Start of RAW DATA
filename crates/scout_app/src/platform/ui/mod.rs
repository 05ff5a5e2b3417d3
pub mod commands;
pub mod render;
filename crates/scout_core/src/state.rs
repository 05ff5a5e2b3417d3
use crate::view_model::{card_view, AppViewModel, SortOptionView};
use crate::{
    build_request, FilterState, Generation, Repository, ResultAccumulator, SearchConfig,
    SearchRequest, SortOrder, TopicVocabulary,
};

#[derive(Debug, Clone, Copy, PartialEq, Eq, Default)]
pub enum FetchStatus {
    #[default]
    Idle,
    Loading,
    Settled,
    Failed,
}

#[derive(Debug, Clone, Copy, PartialEq, Eq)]
struct InFlight {
    generation: Generation,
    page: u32,
}

#[derive(Debug, Clone, PartialEq, Eq)]
pub struct AppState {
    config: SearchConfig,
    filter: FilterState,
    results: ResultAccumulator,
    vocabulary: TopicVocabulary,
    status: FetchStatus,
    generation: Generation,
    pending_trigger: Option<Generation>,
    in_flight: Option<InFlight>,
    /// Highest page applied under the current filters; `None` until page 0 lands.
    settled_page: Option<u32>,
    last_page_short: bool,
    error: Option<String>,
    dirty: bool,
}

impl Default for AppState {
    fn default() -> Self {
        Self::new(SearchConfig::default())
    }
}

impl AppState {
    pub fn new(config: SearchConfig) -> Self {
        let filter = FilterState::from_config(&config);
        let vocabulary = TopicVocabulary::from_defaults(&config.default_topics);
        Self {
            config,
            filter,
            results: ResultAccumulator::new(),
            vocabulary,
            status: FetchStatus::Idle,
            generation: 0,
            pending_trigger: None,
            in_flight: None,
            settled_page: None,
            last_page_short: false,
            error: None,
            dirty: false,
        }
    }

    pub fn config(&self) -> &SearchConfig {
        &self.config
    }

    pub fn filter(&self) -> &FilterState {
        &self.filter
    }

    pub fn repositories(&self) -> &[Repository] {
        self.results.items()
    }

    pub fn vocabulary(&self) -> &TopicVocabulary {
        &self.vocabulary
    }

    pub fn status(&self) -> FetchStatus {
        self.status
    }

    /// The generation a response must carry to be applied.
    pub fn generation(&self) -> Generation {
        self.generation
    }

    pub fn error(&self) -> Option<&str> {
        self.error.as_deref()
    }

    pub fn has_pending_trigger(&self) -> bool {
        self.pending_trigger.is_some()
    }

    pub fn view(&self) -> AppViewModel {
        AppViewModel {
            query: self.filter.query().to_string(),
            language: self.filter.language().map(ToOwned::to_owned),
            sort: self.filter.sort(),
            selected_topics: self.filter.topics().to_vec(),
            page: self.filter.page(),
            status: self.status,
            loading: self.status == FetchStatus::Loading,
            error: self.error.clone(),
            repositories: self.results.items().iter().map(card_view).collect(),
            vocabulary: self.vocabulary.as_slice().to_vec(),
            languages: self.config.languages.clone(),
            sort_options: [SortOrder::Desc, SortOrder::Asc]
                .into_iter()
                .map(|order| SortOptionView {
                    order,
                    label: order.label(),
                    selected: order == self.filter.sort(),
                })
                .collect(),
            can_load_more: self.can_load_more(),
            end_reached: self.last_page_short,
            dirty: self.dirty,
        }
    }

    /// Returns whether anything visible changed since the last call, then clears the flag.
    pub fn consume_dirty(&mut self) -> bool {
        std::mem::take(&mut self.dirty)
    }

    pub(crate) fn mark_dirty(&mut self) {
        self.dirty = true;
    }

    pub(crate) fn filter_mut(&mut self) -> &mut FilterState {
        &mut self.filter
    }

    pub(crate) fn can_load_more(&self) -> bool {
        self.status != FetchStatus::Loading && self.pending_trigger.is_none()
    }

    /// Starts a new filter session: supersedes whatever trigger or request is
    /// outstanding and returns the generation the next trigger must carry.
    pub(crate) fn begin_trigger(&mut self) -> Generation {
        self.generation += 1;
        self.pending_trigger = Some(self.generation);
        self.in_flight = None;
        self.settled_page = None;
        self.status = FetchStatus::Idle;
        self.mark_dirty();
        self.generation
    }

    /// Consumes the pending trigger if it is still the current one.
    pub(crate) fn take_trigger(&mut self, generation: Generation) -> bool {
        if self.pending_trigger == Some(generation) && self.generation == generation {
            self.pending_trigger = None;
            true
        } else {
            false
        }
    }

    /// Page the next load-more issues: one past the last applied page, or a
    /// retry of page 0 when nothing has landed yet for these filters.
    pub(crate) fn next_page(&self) -> u32 {
        self.settled_page.map_or(0, |page| page + 1)
    }

    pub(crate) fn start_fetch(&mut self, page: u32) -> (Generation, SearchRequest) {
        let generation = self.generation;
        self.filter.set_page(page);
        self.in_flight = Some(InFlight { generation, page });
        self.status = FetchStatus::Loading;
        self.error = None;
        self.mark_dirty();
        (generation, build_request(&self.filter, page, &self.config))
    }

    pub(crate) fn bump_generation(&mut self) -> Generation {
        self.generation += 1;
        self.generation
    }

    /// Returns the in-flight page if `generation` is the one being awaited.
    pub(crate) fn take_in_flight(&mut self, generation: Generation) -> Option<u32> {
        match self.in_flight {
            Some(in_flight)
                if in_flight.generation == generation && self.generation == generation =>
            {
                self.in_flight = None;
                Some(in_flight.page)
            }
            _ => None,
        }
    }

    pub(crate) fn apply_success(&mut self, page: u32, items: Vec<Repository>) -> usize {
        let received = items.len();
        let added = if page == 0 {
            self.results.replace(items)
        } else {
            self.results.append(items)
        };
        self.vocabulary =
            TopicVocabulary::derive(&self.config.default_topics, self.results.items());
        self.settled_page = Some(page);
        self.last_page_short = received < self.config.page_size as usize;
        self.status = FetchStatus::Settled;
        self.error = None;
        self.mark_dirty();
        added
    }

    pub(crate) fn apply_failure(&mut self) {
        let rollback = self.settled_page.unwrap_or(0);
        self.filter.set_page(rollback);
        self.status = FetchStatus::Failed;
        self.error = Some(self.config.failure_message.clone());
        self.mark_dirty();
    }
}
End of RAW DATA
REQUIREMENT: What is needed is an exact repetition of all the entries above.

SOLUTION:
filename crates/scout_app/src/platform/ui/mod.rs
repository 05ff5a5e2b3417d3
pub mod commands;
pub mod render;
filename crates/scout_core/src/state.rs
repository 05ff5a5e2b3417d3
use crate::view_model::{card_view, AppViewModel, SortOptionView};
use crate::{
    build_request, FilterState, Generation, Repository, ResultAccumulator, SearchConfig,
    SearchRequest, SortOrder, TopicVocabulary,
};

#[derive(Debug, Clone, Copy, PartialEq, Eq, Default)]
pub enum FetchStatus {
    #[default]
    Idle,
    Loading,
    Settled,
    Failed,
}

#[derive(Debug, Clone, Copy, PartialEq, Eq)]
struct InFlight {
    generation: Generation,
    page: u32,
}

#[derive(Debug, Clone, PartialEq, Eq)]
pub struct AppState {
    config: SearchConfig,
    filter: FilterState,
    results: ResultAccumulator,
    vocabulary: TopicVocabulary,
    status: FetchStatus,
    generation: Generation,
    pending_trigger: Option<Generation>,
    in_flight: Option<InFlight>,
    /// Highest page applied under the current filters; `None` until page 0 lands.
    settled_page: Option<u32>,
    last_page_short: bool,
    error: Option<String>,
    dirty: bool,
}

impl Default for AppState {
    fn default() -> Self {
        Self::new(SearchConfig::default())
    }
}

impl AppState {
    pub fn new(config: SearchConfig) -> Self {
        let filter = FilterState::from_config(&config);
        let vocabulary = TopicVocabulary::from_defaults(&config.default_topics);
        Self {
            config,
            filter,
            results: ResultAccumulator::new(),
            vocabulary,
            status: FetchStatus::Idle,
            generation: 0,
            pending_trigger: None,
            in_flight: None,
            settled_page: None,
            last_page_short: false,
            error: None,
            dirty: false,
        }
    }

    pub fn config(&self) -> &SearchConfig {
        &self.config
    }

    pub fn filter(&self) -> &FilterState {
        &self.filter
    }

    pub fn repositories(&self) -> &[Repository] {
        self.results.items()
    }

    pub fn vocabulary(&self) -> &TopicVocabulary {
        &self.vocabulary
    }

    pub fn status(&self) -> FetchStatus {
        self.status
    }

    /// The generation a response must carry to be applied.
    pub fn generation(&self) -> Generation {
        self.generation
    }

    pub fn error(&self) -> Option<&str> {
        self.error.as_deref()
    }

    pub fn has_pending_trigger(&self) -> bool {
        self.pending_trigger.is_some()
    }

    pub fn view(&self) -> AppViewModel {
        AppViewModel {
            query: self.filter.query().to_string(),
            language: self.filter.language().map(ToOwned::to_owned),
            sort: self.filter.sort(),
            selected_topics: self.filter.topics().to_vec(),
            page: self.filter.page(),
            status: self.status,
            loading: self.status == FetchStatus::Loading,
            error: self.error.clone(),
            repositories: self.results.items().iter().map(card_view).collect(),
            vocabulary: self.vocabulary.as_slice().to_vec(),
            languages: self.config.languages.clone(),
            sort_options: [SortOrder::Desc, SortOrder::Asc]
                .into_iter()
                .map(|order| SortOptionView {
                    order,
                    label: order.label(),
                    selected: order == self.filter.sort(),
                })
                .collect(),
            can_load_more: self.can_load_more(),
            end_reached: self.last_page_short,
            dirty: self.dirty,
        }
    }

    /// Returns whether anything visible changed since the last call, then clears the flag.
    pub fn consume_dirty(&mut self) -> bool {
        std::mem::take(&mut self.dirty)
    }

    pub(crate) fn mark_dirty(&mut self) {
        self.dirty = true;
    }

    pub(crate) fn filter_mut(&mut self) -> &mut FilterState {
        &mut self.filter
    }

    pub(crate) fn can_load_more(&self) -> bool {
        self.status != FetchStatus::Loading && self.pending_trigger.is_none()
    }

    /// Starts a new filter session: supersedes whatever trigger or request is
    /// outstanding and returns the generation the next trigger must carry.
    pub(crate) fn begin_trigger(&mut self) -> Generation {
        self.generation += 1;
        self.pending_trigger = Some(self.generation);
        self.in_flight = None;
        self.settled_page = None;
        self.status = FetchStatus::Idle;
        self.mark_dirty();
        self.generation
    }

    /// Consumes the pending trigger if it is still the current one.
    pub(crate) fn take_trigger(&mut self, generation: Generation) -> bool {
        if self.pending_trigger == Some(generation) && self.generation == generation {
            self.pending_trigger = None;
            true
        } else {
            false
        }
    }

    /// Page the next load-more issues: one past the last applied page, or a
    /// retry of page 0 when nothing has landed yet for these filters.
    pub(crate) fn next_page(&self) -> u32 {
        self.settled_page.map_or(0, |page| page + 1)
    }

    pub(crate) fn start_fetch(&mut self, page: u32) -> (Generation, SearchRequest) {
        let generation = self.generation;
        self.filter.set_page(page);
        self.in_flight = Some(InFlight { generation, page });
        self.status = FetchStatus::Loading;
        self.error = None;
        self.mark_dirty();
        (generation, build_request(&self.filter, page, &self.config))
    }

    pub(crate) fn bump_generation(&mut self) -> Generation {
        self.generation += 1;
        self.generation
    }

    /// Returns the in-flight page if `generation` is the one being awaited.
    pub(crate) fn take_in_flight(&mut self, generation: Generation) -> Option<u32> {
        match self.in_flight {
            Some(in_flight)
                if in_flight.generation == generation && self.generation == generation =>
            {
                self.in_flight = None;
                Some(in_flight.page)
            }
            _ => None,
        }
    }

    pub(crate) fn apply_success(&mut self, page: u32, items: Vec<Repository>) -> usize {
        let received = items.len();
        let added = if page == 0 {
            self.results.replace(items)
        } else {
            self.results.append(items)
        };
        self.vocabulary =
            TopicVocabulary::derive(&self.config.default_topics, self.results.items());
        self.settled_page = Some(page);
        self.last_page_short = received < self.config.page_size as usize;
        self.status = FetchStatus::Settled;
        self.error = None;
        self.mark_dirty();
        added
    }

    pub(crate) fn apply_failure(&mut self) {
        let rollback = self.settled_page.unwrap_or(0);
        self.filter.set_page(rollback);
        self.status = FetchStatus::Failed;
        self.error = Some(self.config.failure_message.clone());
        self.mark_dirty();
    }
}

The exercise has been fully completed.